I didn’t need to read the article to know the answer: Duh.
But the piece does a good job of explaining why it seemed reasonable at the time to make the content available, and that no one was able to foresee the present time, when readers, quite naturally, wonder why they need to read their local paper, when they’re getting national, international, sports and entertainment news for free, well, everywhere, via the Associated Press (and, to a lesser extent, Reuters and Agence France-Presse , better known as AFP).
“If you go back in time..the conventional wisdom was, ‘Gee, this is going to be extra revenue for AP. It’s not going to hurt anything,’ ” says Hussman, who remains on the AP’s board. “There was a lot of debate on the board at the time. Some saw it as a problem, some didn’t… Well, it is a problem. It’s not that the AP [alone] is the problem. But it’s part of a bigger problem. When you give away the news, it becomes a commodity. When something becomes a commodity, you lose your pricing power. And that’s where we are today” on the Web.
This isn’t exactly how people at the AP view the matter. Jim Kennedy, one of the principal architects of the AP’s new-media efforts over the years, says the organization resisted selling to open sites for years in deference to its traditional clients. Eventually, however, resistance became futile. As the AP stood by, other news services, principally Reuters, began to establish a presence among the Web’s pioneers.

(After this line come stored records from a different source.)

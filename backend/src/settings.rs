//! Server settings loaded via OrthoConfig.
//!
//! Values layer from CLI flags, `BOOKSHELF_*` environment variables and an
//! optional config file. Unset values fall back to the defaults below.

use ortho_config::OrthoConfig;
use pagination::{PageSettings, PaginationError};
use serde::Deserialize;
use url::Url;

const DEFAULT_HOST: &str = "0.0.0.0";
const DEFAULT_PORT: u16 = 8080;
const DEFAULT_PUBLIC_URL: &str = "http://localhost:8080/api/v1";
const DEFAULT_POOL_MAX_SIZE: u32 = 10;
const DEFAULT_PAGE_SIZE: u32 = 30;
const DEFAULT_MAX_PAGE_SIZE: u32 = 100;

/// Raised when a configured value cannot be used.
#[derive(Debug, Clone, PartialEq, Eq, thiserror::Error)]
pub enum SettingsError {
    #[error("public_url `{value}` is not an absolute URL: {message}")]
    PublicUrl { value: String, message: String },
    #[error("invalid page sizes: {0}")]
    PageSizes(#[from] PaginationError),
}

/// Settings for the bookshelf server and the `dev-setup` binary.
#[derive(Debug, Clone, Deserialize, OrthoConfig)]
#[ortho_config(prefix = "BOOKSHELF")]
pub struct AppSettings {
    /// Bind host.
    pub host: Option<String>,
    /// Bind port.
    pub port: Option<u16>,
    /// Absolute prefix for generated links and `Location` headers.
    pub public_url: Option<String>,
    /// PostgreSQL URL; in-memory adapters are used when unset.
    pub database_url: Option<String>,
    /// Connection pool size.
    pub pool_max_size: Option<u32>,
    /// Page size used when `page[size]` is absent.
    pub default_page_size: Option<u32>,
    /// Upper bound for `page[size]`.
    pub max_page_size: Option<u32>,
    /// Seed the development data set at startup.
    #[ortho_config(default = false)]
    pub seed_dev_data: bool,
}

impl AppSettings {
    pub fn host(&self) -> &str {
        self.host.as_deref().unwrap_or(DEFAULT_HOST)
    }

    pub fn port(&self) -> u16 {
        self.port.unwrap_or(DEFAULT_PORT)
    }

    pub fn pool_max_size(&self) -> u32 {
        self.pool_max_size.unwrap_or(DEFAULT_POOL_MAX_SIZE)
    }

    /// Absolute link base, trailing slash removed.
    ///
    /// # Errors
    ///
    /// Returns [`SettingsError::PublicUrl`] for relative or malformed URLs.
    pub fn public_url(&self) -> Result<Url, SettingsError> {
        let raw = self.public_url.as_deref().unwrap_or(DEFAULT_PUBLIC_URL);
        let parsed = Url::parse(raw.trim_end_matches('/')).map_err(|err| {
            SettingsError::PublicUrl {
                value: raw.to_owned(),
                message: err.to_string(),
            }
        })?;
        if parsed.cannot_be_a_base() {
            return Err(SettingsError::PublicUrl {
                value: raw.to_owned(),
                message: "URL cannot be a base".to_owned(),
            });
        }
        Ok(parsed)
    }

    /// # Errors
    ///
    /// Returns [`SettingsError::PageSizes`] when the default exceeds the
    /// maximum or either is zero.
    pub fn page_settings(&self) -> Result<PageSettings, SettingsError> {
        Ok(PageSettings::new(
            self.default_page_size.unwrap_or(DEFAULT_PAGE_SIZE),
            self.max_page_size.unwrap_or(DEFAULT_MAX_PAGE_SIZE),
        )?)
    }
}
//! Query Translator: validated `sort`, `filter`, `include` and `page` input.
//!
//! Keys are checked against the [`EntityRegistry`] descriptor of the
//! requested type. Every rejected key of one family is reported together.

use std::sync::Arc;

use pagination::{PAGE_NUMBER_PARAM, PAGE_SIZE_PARAM, PageRequest, PageSettings, is_page_param};

use super::ports::ListQuery;
use super::registry::{EntityRegistry, ResourceDescriptor};
use super::{Error, ResourceType};

const SORT_PARAM: &str = "sort";
const INCLUDE_PARAM: &str = "include";
const FILTER_PREFIX: &str = "filter[";

/// Sort order of one key; `-field` means descending.
#[derive(Debug, Clone, Copy, PartialEq, Eq)]
pub enum SortDirection {
    Ascending,
    Descending,
}

/// One validated sort field.
#[derive(Debug, Clone, Copy, PartialEq, Eq)]
pub struct SortKey {
    pub field: &'static str,
    pub direction: SortDirection,
}

impl SortKey {
    /// Ascending sort on `field`.
    pub const fn ascending(field: &'static str) -> Self {
        Self {
            field,
            direction: SortDirection::Ascending,
        }
    }

    /// Descending sort on `field`.
    pub const fn descending(field: &'static str) -> Self {
        Self {
            field,
            direction: SortDirection::Descending,
        }
    }
}

/// One validated equality filter.
#[derive(Debug, Clone, PartialEq, Eq)]
pub struct FilterClause {
    /// Registered filter field.
    pub field: &'static str,
    /// Exact value to match.
    pub value: String,
}

/// Fully validated collection query.
#[derive(Debug, Clone, PartialEq, Eq)]
pub struct ResourceQuery {
    /// Requested keys in order; the primary-key tie-breaker is added by adapters.
    pub sort: Vec<SortKey>,
    pub filters: Vec<FilterClause>,
    /// Relationship names to load into `included`.
    pub include: Vec<&'static str>,
    pub page: PageRequest,
    link_params: Vec<(String, String)>,
}

impl ResourceQuery {
    /// Repository request for the page described by this query.
    pub fn list_query(&self) -> ListQuery {
        ListQuery {
            filters: self.filters.clone(),
            sort: self.sort.clone(),
            offset: self.page.offset(),
            limit: self.page.size(),
        }
    }

    /// Non-pagination parameters to carry into page links, in request order.
    pub fn link_params(&self) -> impl Iterator<Item = (&str, &str)> {
        self.link_params
            .iter()
            .map(|(name, value)| (name.as_str(), value.as_str()))
    }
}

/// Translates raw query pairs into validated queries.
#[derive(Debug, Clone)]
pub struct QueryTranslator {
    registry: Arc<EntityRegistry>,
    page_settings: PageSettings,
}

impl QueryTranslator {
    /// Translator bound to `registry` and the page size policy.
    pub fn new(registry: Arc<EntityRegistry>, page_settings: PageSettings) -> Self {
        Self {
            registry,
            page_settings,
        }
    }

    pub const fn page_settings(&self) -> PageSettings {
        self.page_settings
    }

    /// Validate a collection query.
    ///
    /// Families are checked in the order sort, include, filter, page; the
    /// first family with a rejected key fails the request.
    ///
    /// # Examples
    /// ```
    /// use std::sync::Arc;
    ///
    /// use bookshelf::domain::query::{QueryTranslator, SortKey};
    /// use bookshelf::domain::registry::EntityRegistry;
    /// use bookshelf::domain::ResourceType;
    /// use pagination::PageSettings;
    ///
    /// let translator = QueryTranslator::new(
    ///     Arc::new(EntityRegistry::standard()),
    ///     PageSettings::default(),
    /// );
    /// let pairs = vec![("sort".to_owned(), "-publication_year,title".to_owned())];
    /// let query = translator.translate(ResourceType::Books, &pairs).expect("valid sort");
    /// assert_eq!(
    ///     query.sort,
    ///     vec![SortKey::descending("publication_year"), SortKey::ascending("title")]
    /// );
    /// ```
    pub fn translate(
        &self,
        resource_type: ResourceType,
        pairs: &[(String, String)],
    ) -> Result<ResourceQuery, Error> {
        let descriptor = self.registry.describe(resource_type)?;

        let sort = parse_sort(descriptor, pairs)?;
        let include = parse_include(descriptor, pairs)?;
        let filters = parse_filters(descriptor, pairs)?;
        let page = PageRequest::parse(
            last_value(pairs, PAGE_NUMBER_PARAM),
            last_value(pairs, PAGE_SIZE_PARAM),
            &self.page_settings,
        )
        .map_err(|err| Error::invalid_request(err.to_string()).with_title("Invalid Page Query"))?;

        let link_params = pairs
            .iter()
            .filter(|(name, _)| !is_page_param(name))
            .cloned()
            .collect();

        Ok(ResourceQuery {
            sort,
            filters,
            include,
            page,
            link_params,
        })
    }

    /// Validate only the `include` parameter, as single-resource reads do.
    pub fn translate_include(
        &self,
        resource_type: ResourceType,
        pairs: &[(String, String)],
    ) -> Result<Vec<&'static str>, Error> {
        let descriptor = self.registry.describe(resource_type)?;
        parse_include(descriptor, pairs)
    }
}

fn last_value<'a>(pairs: &'a [(String, String)], name: &str) -> Option<&'a str> {
    pairs
        .iter()
        .rev()
        .find(|(key, _)| key == name)
        .map(|(_, value)| value.as_str())
}

fn split_list(raw: &str) -> impl Iterator<Item = &str> {
    raw.split(',').map(str::trim).filter(|item| !item.is_empty())
}

fn lookup(allowed: &[&'static str], name: &str) -> Option<&'static str> {
    allowed.iter().copied().find(|candidate| *candidate == name)
}

fn rejection(family: &str, title: &str, rejected: &[String], allowed: &[&'static str]) -> Error {
    Error::invalid_request(format!(
        "Given {family}(s) `{}` are not allowed. Allowed {family}(s) are `{}`.",
        rejected.join(", "),
        allowed.join(", ")
    ))
    .with_title(title)
}

fn parse_sort(
    descriptor: &ResourceDescriptor,
    pairs: &[(String, String)],
) -> Result<Vec<SortKey>, Error> {
    let Some(raw) = last_value(pairs, SORT_PARAM) else {
        return Ok(Vec::new());
    };
    let allowed = descriptor.allowed_sorts();
    let mut keys: Vec<SortKey> = Vec::new();
    let mut rejected = Vec::new();
    for item in split_list(raw) {
        let (name, direction) = match item.strip_prefix('-') {
            Some(name) => (name, SortDirection::Descending),
            None => (item, SortDirection::Ascending),
        };
        match lookup(allowed, name) {
            Some(field) if keys.iter().any(|key| key.field == field) => {}
            Some(field) => keys.push(SortKey { field, direction }),
            None => rejected.push(name.to_owned()),
        }
    }
    if rejected.is_empty() {
        Ok(keys)
    } else {
        Err(rejection("sort", "Invalid Sort Query", &rejected, allowed))
    }
}

fn parse_include(
    descriptor: &ResourceDescriptor,
    pairs: &[(String, String)],
) -> Result<Vec<&'static str>, Error> {
    let Some(raw) = last_value(pairs, INCLUDE_PARAM) else {
        return Ok(Vec::new());
    };
    let allowed = descriptor.allowed_includes();
    let mut names: Vec<&'static str> = Vec::new();
    let mut rejected = Vec::new();
    for item in split_list(raw) {
        match lookup(&allowed, item) {
            Some(name) if names.contains(&name) => {}
            Some(name) => names.push(name),
            None => rejected.push(item.to_owned()),
        }
    }
    if rejected.is_empty() {
        Ok(names)
    } else {
        Err(rejection("include", "Invalid Include Query", &rejected, &allowed))
    }
}

fn parse_filters(
    descriptor: &ResourceDescriptor,
    pairs: &[(String, String)],
) -> Result<Vec<FilterClause>, Error> {
    let allowed = descriptor.allowed_filters();
    let mut clauses: Vec<FilterClause> = Vec::new();
    let mut rejected: Vec<String> = Vec::new();
    for (name, value) in pairs {
        let Some(field) = name
            .strip_prefix(FILTER_PREFIX)
            .and_then(|rest| rest.strip_suffix(']'))
        else {
            continue;
        };
        match lookup(allowed, field) {
            Some(field) => {
                clauses.retain(|clause| clause.field != field);
                clauses.push(FilterClause {
                    field,
                    value: value.clone(),
                });
            }
            None if rejected.iter().any(|seen| seen == field) => {}
            None => rejected.push(field.to_owned()),
        }
    }
    if rejected.is_empty() {
        Ok(clauses)
    } else {
        Err(rejection("filter", "Invalid Filter Query", &rejected, allowed))
    }
}

#[cfg(test)]
mod tests {
    use super::*;
    use crate::domain::ErrorCode;
    use rstest::{fixture, rstest};

    #[fixture]
    fn translator() -> QueryTranslator {
        QueryTranslator::new(
            Arc::new(EntityRegistry::standard()),
            PageSettings::new(30, 100).expect("valid settings"),
        )
    }

    fn pairs(raw: &[(&str, &str)]) -> Vec<(String, String)> {
        raw.iter()
            .map(|(name, value)| ((*name).to_owned(), (*value).to_owned()))
            .collect()
    }

    #[rstest]
    fn empty_query_uses_defaults(translator: QueryTranslator) {
        let query = translator
            .translate(ResourceType::Books, &[])
            .expect("empty query is valid");
        assert!(query.sort.is_empty());
        assert!(query.filters.is_empty());
        assert!(query.include.is_empty());
        assert_eq!(query.page.number(), 1);
        assert_eq!(query.page.size(), 30);
    }

    #[rstest]
    fn sort_keeps_left_to_right_precedence(translator: QueryTranslator) {
        let query = translator
            .translate(
                ResourceType::Books,
                &pairs(&[("sort", "-publication_year, title,-publication_year")]),
            )
            .expect("valid sort");
        assert_eq!(
            query.sort,
            vec![
                SortKey::descending("publication_year"),
                SortKey::ascending("title"),
            ]
        );
    }

    #[rstest]
    fn unknown_sort_fields_are_all_named(translator: QueryTranslator) {
        let err = translator
            .translate(ResourceType::Books, &pairs(&[("sort", "title,-isbn,pages")]))
            .expect_err("unknown sort fields");
        assert_eq!(err.code(), ErrorCode::InvalidRequest);
        assert_eq!(err.title(), "Invalid Sort Query");
        assert_eq!(
            err.message(),
            "Given sort(s) `isbn, pages` are not allowed. Allowed sort(s) are \
             `title, publication_year, created_at, updated_at`."
        );
    }

    #[rstest]
    fn unknown_filters_are_reported_together(translator: QueryTranslator) {
        let err = translator
            .translate(
                ResourceType::Users,
                &pairs(&[("filter[foo]", "bar"), ("filter[role]", "admin"), ("filter[baz]", "1")]),
            )
            .expect_err("unknown filters");
        assert_eq!(err.title(), "Invalid Filter Query");
        assert_eq!(
            err.message(),
            "Given filter(s) `foo, baz` are not allowed. Allowed filter(s) are `role`."
        );
    }

    #[rstest]
    fn later_filter_values_replace_earlier_ones(translator: QueryTranslator) {
        let query = translator
            .translate(
                ResourceType::Books,
                &pairs(&[("filter[title]", "Dune"), ("filter[title]", "Emma")]),
            )
            .expect("valid filters");
        assert_eq!(
            query.filters,
            vec![FilterClause {
                field: "title",
                value: "Emma".to_owned(),
            }]
        );
    }

    #[rstest]
    fn includes_are_checked_against_relationships(translator: QueryTranslator) {
        let err = translator
            .translate_include(ResourceType::Comments, &pairs(&[("include", "users,authors")]))
            .expect_err("authors is not a comment relationship");
        assert_eq!(err.title(), "Invalid Include Query");

        let include = translator
            .translate_include(ResourceType::Comments, &pairs(&[("include", "books,users,books")]))
            .expect("valid include");
        assert_eq!(include, vec!["books", "users"]);
    }

    #[rstest]
    fn sort_errors_take_precedence_over_filter_errors(translator: QueryTranslator) {
        let err = translator
            .translate(
                ResourceType::Books,
                &pairs(&[("filter[nope]", "x"), ("sort", "nope")]),
            )
            .expect_err("both families invalid");
        assert_eq!(err.title(), "Invalid Sort Query");
    }

    #[rstest]
    #[case("0", "5")]
    #[case("1", "x")]
    #[case("-2", "5")]
    fn invalid_page_values_are_rejected(
        translator: QueryTranslator,
        #[case] number: &str,
        #[case] size: &str,
    ) {
        let err = translator
            .translate(
                ResourceType::Authors,
                &pairs(&[("page[number]", number), ("page[size]", size)]),
            )
            .expect_err("invalid page");
        assert_eq!(err.title(), "Invalid Page Query");
    }

    #[rstest]
    fn oversized_pages_are_clamped(translator: QueryTranslator) {
        let query = translator
            .translate(ResourceType::Authors, &pairs(&[("page[size]", "1000")]))
            .expect("clamped page");
        assert_eq!(query.page.size(), 100);
    }

    #[rstest]
    fn list_query_carries_offset_and_limit(translator: QueryTranslator) {
        let query = translator
            .translate(
                ResourceType::Books,
                &pairs(&[("page[size]", "5"), ("page[number]", "3")]),
            )
            .expect("valid page");
        let list = query.list_query();
        assert_eq!(list.offset, 10);
        assert_eq!(list.limit, 5);
    }

    #[rstest]
    fn link_params_skip_pagination(translator: QueryTranslator) {
        let query = translator
            .translate(
                ResourceType::Books,
                &pairs(&[("sort", "title"), ("page[size]", "5"), ("include", "authors")]),
            )
            .expect("valid query");
        let params: Vec<_> = query.link_params().collect();
        assert_eq!(params, vec![("sort", "title"), ("include", "authors")]);
    }
}
//! Server construction and middleware wiring.

mod config;
mod state_builders;

pub use config::ServerConfig;

use state_builders::build_http_state;

use actix_web::dev::{Server, ServiceFactory, ServiceRequest, ServiceResponse};
use actix_web::{App, HttpServer, web};

use bookshelf::Trace;
use bookshelf::inbound::http::health::{HealthState, live, ready};
use bookshelf::inbound::http::state::HttpState;
use bookshelf::inbound::http::{configure, not_found};

#[derive(Clone)]
struct AppDependencies {
    health_state: web::Data<HealthState>,
    http_state: web::Data<HttpState>,
}

fn build_app(
    deps: AppDependencies,
) -> App<
    impl ServiceFactory<
        ServiceRequest,
        Config = (),
        Response = ServiceResponse,
        Error = actix_web::Error,
        InitError = (),
    >,
> {
    let AppDependencies {
        health_state,
        http_state,
    } = deps;

    App::new()
        .app_data(health_state)
        .app_data(http_state)
        .wrap(Trace)
        .configure(configure)
        .service(ready)
        .service(live)
        .default_service(web::to(not_found))
}

/// Construct an Actix HTTP server using the provided health state and configuration.
///
/// Readiness is marked once the listener is bound.
///
/// # Errors
///
/// Propagates [`std::io::Error`] when seeding, binding the socket or starting
/// the server fails.
pub async fn create_server(
    health_state: web::Data<HealthState>,
    config: ServerConfig,
) -> std::io::Result<Server> {
    let server_health_state = health_state.clone();
    let http_state = build_http_state(&config).await?;
    let bind_addr = config.bind_addr();

    let server = HttpServer::new(move || {
        build_app(AppDependencies {
            health_state: server_health_state.clone(),
            http_state: http_state.clone(),
        })
    })
    .bind(bind_addr)?
    .run();

    health_state.mark_ready();
    Ok(server)
}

“When the Internet came along, [Reuters] was everyone’s news source,” says Kennedy, who is the AP’s vice president and director of strategic planning. “We were very concerned about that, as was the board. I suppose the objection was that we were creating other points of access to the AP news report. But it was mitigated by the fact that [online sites] had Reuters news. It was a question of substitutes. You weren’t keeping news off those Web sites. If we let Reuters have it, we would never have been able to harvest that revenue stream.”

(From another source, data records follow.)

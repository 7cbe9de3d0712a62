//! In-memory resource repository.
//!
//! Every operation runs under one lock, so a write and its linkage changes
//! are observed together or not at all. Foreign keys are emulated: join
//! rows require both ends to exist, deleting an author or book drops its
//! join rows, and deleting a book or user clears the owning column on its
//! comments.

use std::cmp::Ordering;
use std::collections::{BTreeMap, BTreeSet};
use std::sync::{Arc, Mutex, MutexGuard};

use async_trait::async_trait;
use chrono::{DateTime, Utc};
use mockable::{Clock, DefaultClock};
use serde_json::Value;
use uuid::Uuid;

use crate::domain::ports::{LinkageChange, ListQuery, Listing, RepositoryError, ResourceRepository};
use crate::domain::query::SortDirection;
use crate::domain::registry::{ForeignKey, JoinTable, RelationshipMechanism};
use crate::domain::{
    Attributes, Author, Book, Comment, Entity, EntityDraft, EntityPatch, ResourceId, ResourceKey,
    ResourceType, User, UserPatch,
};

#[derive(Debug, Default, Clone)]
struct Tables {
    authors: BTreeMap<i64, Author>,
    books: BTreeMap<i64, Book>,
    comments: BTreeMap<i64, Comment>,
    users: BTreeMap<Uuid, User>,
    /// `(author_id, book_id)` rows.
    author_book: BTreeSet<(i64, i64)>,
    sequences: BTreeMap<ResourceType, i64>,
}

fn comment_owner(comment: &Comment, foreign_key: ForeignKey) -> Option<ResourceId> {
    match foreign_key {
        ForeignKey::CommentUser => comment.user_id.map(ResourceId::Uuid),
        ForeignKey::CommentBook => comment.book_id.map(ResourceId::Numeric),
    }
}

fn set_comment_owner(comment: &mut Comment, foreign_key: ForeignKey, owner: Option<ResourceId>) {
    match foreign_key {
        ForeignKey::CommentUser => comment.user_id = owner.and_then(|id| id.as_uuid()),
        ForeignKey::CommentBook => comment.book_id = owner.and_then(|id| id.as_numeric()),
    }
}

fn touch(entity: &mut Entity, now: DateTime<Utc>) {
    match entity {
        Entity::Author(author) => author.updated_at = now,
        Entity::Book(book) => book.updated_at = now,
        Entity::Comment(comment) => comment.updated_at = now,
        Entity::User(user) => user.updated_at = now,
    }
}

/// `(author_id, book_id)` for a join row seen from `parent`.
fn author_book_row(parent: ResourceKey, target: ResourceId) -> Option<(i64, i64)> {
    let parent_id = parent.id.as_numeric()?;
    let target_id = target.as_numeric()?;
    match parent.resource_type {
        ResourceType::Authors => Some((parent_id, target_id)),
        ResourceType::Books => Some((target_id, parent_id)),
        ResourceType::Comments | ResourceType::Users => None,
    }
}

fn sort_value<'a>(attributes: &'a Attributes, field: &str) -> &'a str {
    attributes.get(field).and_then(Value::as_str).unwrap_or_default()
}
//! Builders for the HTTP handler state.
//!
//! Chooses Diesel adapters when a pool is configured and in-memory adapters
//! otherwise, then wires them into the mediator.

use std::sync::Arc;

use actix_web::web;
use mockable::{Clock, DefaultClock};
use tracing::{info, warn};

use bookshelf::domain::ports::{AccessTokenRepository, ResourceRepository};
use bookshelf::domain::seed::seed_dev_data;
use bookshelf::domain::{
    DocumentAssembler, EntityRegistry, MediatorParts, ResourceMediator, RoleAccessGate,
};
use bookshelf::inbound::http::state::HttpState;
use bookshelf::outbound::memory::{MemoryAccessTokens, MemoryResourceStore};
use bookshelf::outbound::persistence::{DieselAccessTokenRepository, DieselResourceRepository};

use super::ServerConfig;

type Adapters = (Arc<dyn ResourceRepository>, Arc<dyn AccessTokenRepository>);

fn build_adapters(config: &ServerConfig, clock: Arc<dyn Clock + Send + Sync>) -> Adapters {
    match &config.db_pool {
        Some(pool) => (
            Arc::new(DieselResourceRepository::new(pool.clone(), Arc::clone(&clock))),
            Arc::new(DieselAccessTokenRepository::new(pool.clone(), clock)),
        ),
        None => {
            info!("no database configured; using in-memory adapters");
            let store = Arc::new(MemoryResourceStore::new(clock));
            let tokens = Arc::new(MemoryAccessTokens::new(Arc::clone(&store)));
            (store, tokens)
        }
    }
}

/// Assemble handler state, seeding development data when configured.
///
/// # Errors
///
/// Returns [`std::io::Error`] when seeding fails.
pub(crate) async fn build_http_state(config: &ServerConfig) -> std::io::Result<web::Data<HttpState>> {
    let clock: Arc<dyn Clock + Send + Sync> = Arc::new(DefaultClock);
    let (repository, tokens) = build_adapters(config, clock);

    if config.seed_dev_data {
        let report = seed_dev_data(repository.as_ref(), tokens.as_ref())
            .await
            .map_err(|err| std::io::Error::other(format!("seeding failed: {err}")))?;
        for user in &report.users {
            warn!(
                user = user.name,
                role = %user.role,
                token = user.token.as_str(),
                "issued development access token"
            );
        }
    }

    let registry = Arc::new(EntityRegistry::standard());
    let mediator = ResourceMediator::new(MediatorParts {
        registry: Arc::clone(&registry),
        repository,
        gate: Arc::new(RoleAccessGate),
        assembler: DocumentAssembler::new(config.public_url.clone(), Arc::clone(&registry)),
        page_settings: config.page_settings,
    });
    Ok(web::Data::new(HttpState::new(
        Arc::new(mediator),
        tokens,
        registry,
    )))
}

True enough, I suppose. But really, that’s the AP’s problem. (And mine, I guess, if I ever ended up working for the AP.)
But now I’m coming at it from the opposite end: If the readers don’t need papers to provide AP content, because they can get that sort of news from radio, television and especially from the Internet, why are newspapers still paying for the content?
Even at a small newspaper, it costs tens of thousands of dollars a year to get AP content. That kind of money could be — and I would argue that readers believe should be — invested in other ways, particularly in the creation of more local news content. That’s why our readers are coming to us, after all. Local news content is the unique product we have for sale.

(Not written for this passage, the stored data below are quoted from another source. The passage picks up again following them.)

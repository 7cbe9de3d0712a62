//! Port for personal access token storage.
//!
//! Only SHA-256 digests of tokens are stored; the plaintext is shown once
//! when issued.

use async_trait::async_trait;
use uuid::Uuid;

use crate::domain::{Actor, Error};

use super::define_port_error;

define_port_error! {
    /// Errors raised by access token adapters.
    pub enum AccessTokenRepositoryError {
        /// The store could not be reached.
        Connection { message: String } =>
            "access token repository connection failed: {message}",
        /// A query or mutation failed while executing.
        Query { message: String } =>
            "access token repository query failed: {message}",
    }
}

impl From<AccessTokenRepositoryError> for Error {
    fn from(value: AccessTokenRepositoryError) -> Self {
        match value {
            AccessTokenRepositoryError::Connection { message } => {
                Self::service_unavailable(message)
            }
            AccessTokenRepositoryError::Query { message } => {
                Self::internal("AccessTokenRepositoryError", message)
            }
        }
    }
}

/// Port resolving bearer tokens to actors.
#[cfg_attr(test, mockall::automock)]
#[async_trait]
pub trait AccessTokenRepository: Send + Sync {
    /// Resolve a token digest to the owning user, if any.
    async fn find_actor(&self, token_digest: &str)
    -> Result<Option<Actor>, AccessTokenRepositoryError>;

    /// Store a new token digest for `user_id` under a display `name`.
    async fn issue(
        &self,
        user_id: Uuid,
        name: &str,
        token_digest: &str,
    ) -> Result<(), AccessTokenRepositoryError>;
}

/// Fixture implementation for tests where authentication is not under test.
///
/// Lookups never resolve and issued tokens are discarded.
#[derive(Debug, Default, Clone, Copy)]
pub struct FixtureAccessTokenRepository;

#[async_trait]
impl AccessTokenRepository for FixtureAccessTokenRepository {
    async fn find_actor(
        &self,
        _token_digest: &str,
    ) -> Result<Option<Actor>, AccessTokenRepositoryError> {
        Ok(None)
    }

    async fn issue(
        &self,
        _user_id: Uuid,
        _name: &str,
        _token_digest: &str,
    ) -> Result<(), AccessTokenRepositoryError> {
        Ok(())
    }
}
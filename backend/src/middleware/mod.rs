//! Request middleware.
//!
//! Purpose: define middleware components for request lifecycle concerns such
//! as trace correlation and completion logging.

pub mod trace;

pub use trace::Trace;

AP content is also used as filler to pad pages that have a funny little space that a story won’t fill or there isn’t a photo available to drop into. But newspapers have other resources to fill that space, such as content from papers owned by others under the same corporate umbrella. This is not a problem worth spending tens of thousands of dollars to solve.
Obviously, this isn’t my problem to solve — I’m an infantryman in the trenches, not a general or even a captain — but from where I stand, it surely seems like the newspaper isn’t getting a whole lot from pouring endless money into the Associated Press. The AP provides a valuable service, but let those that benefit from it most now — the online portals — pay for it, and newspapers should spend those dollars elsewhere, in ways that benefit them, and not a wire service that’s grown apart from the newspaper collective that created it.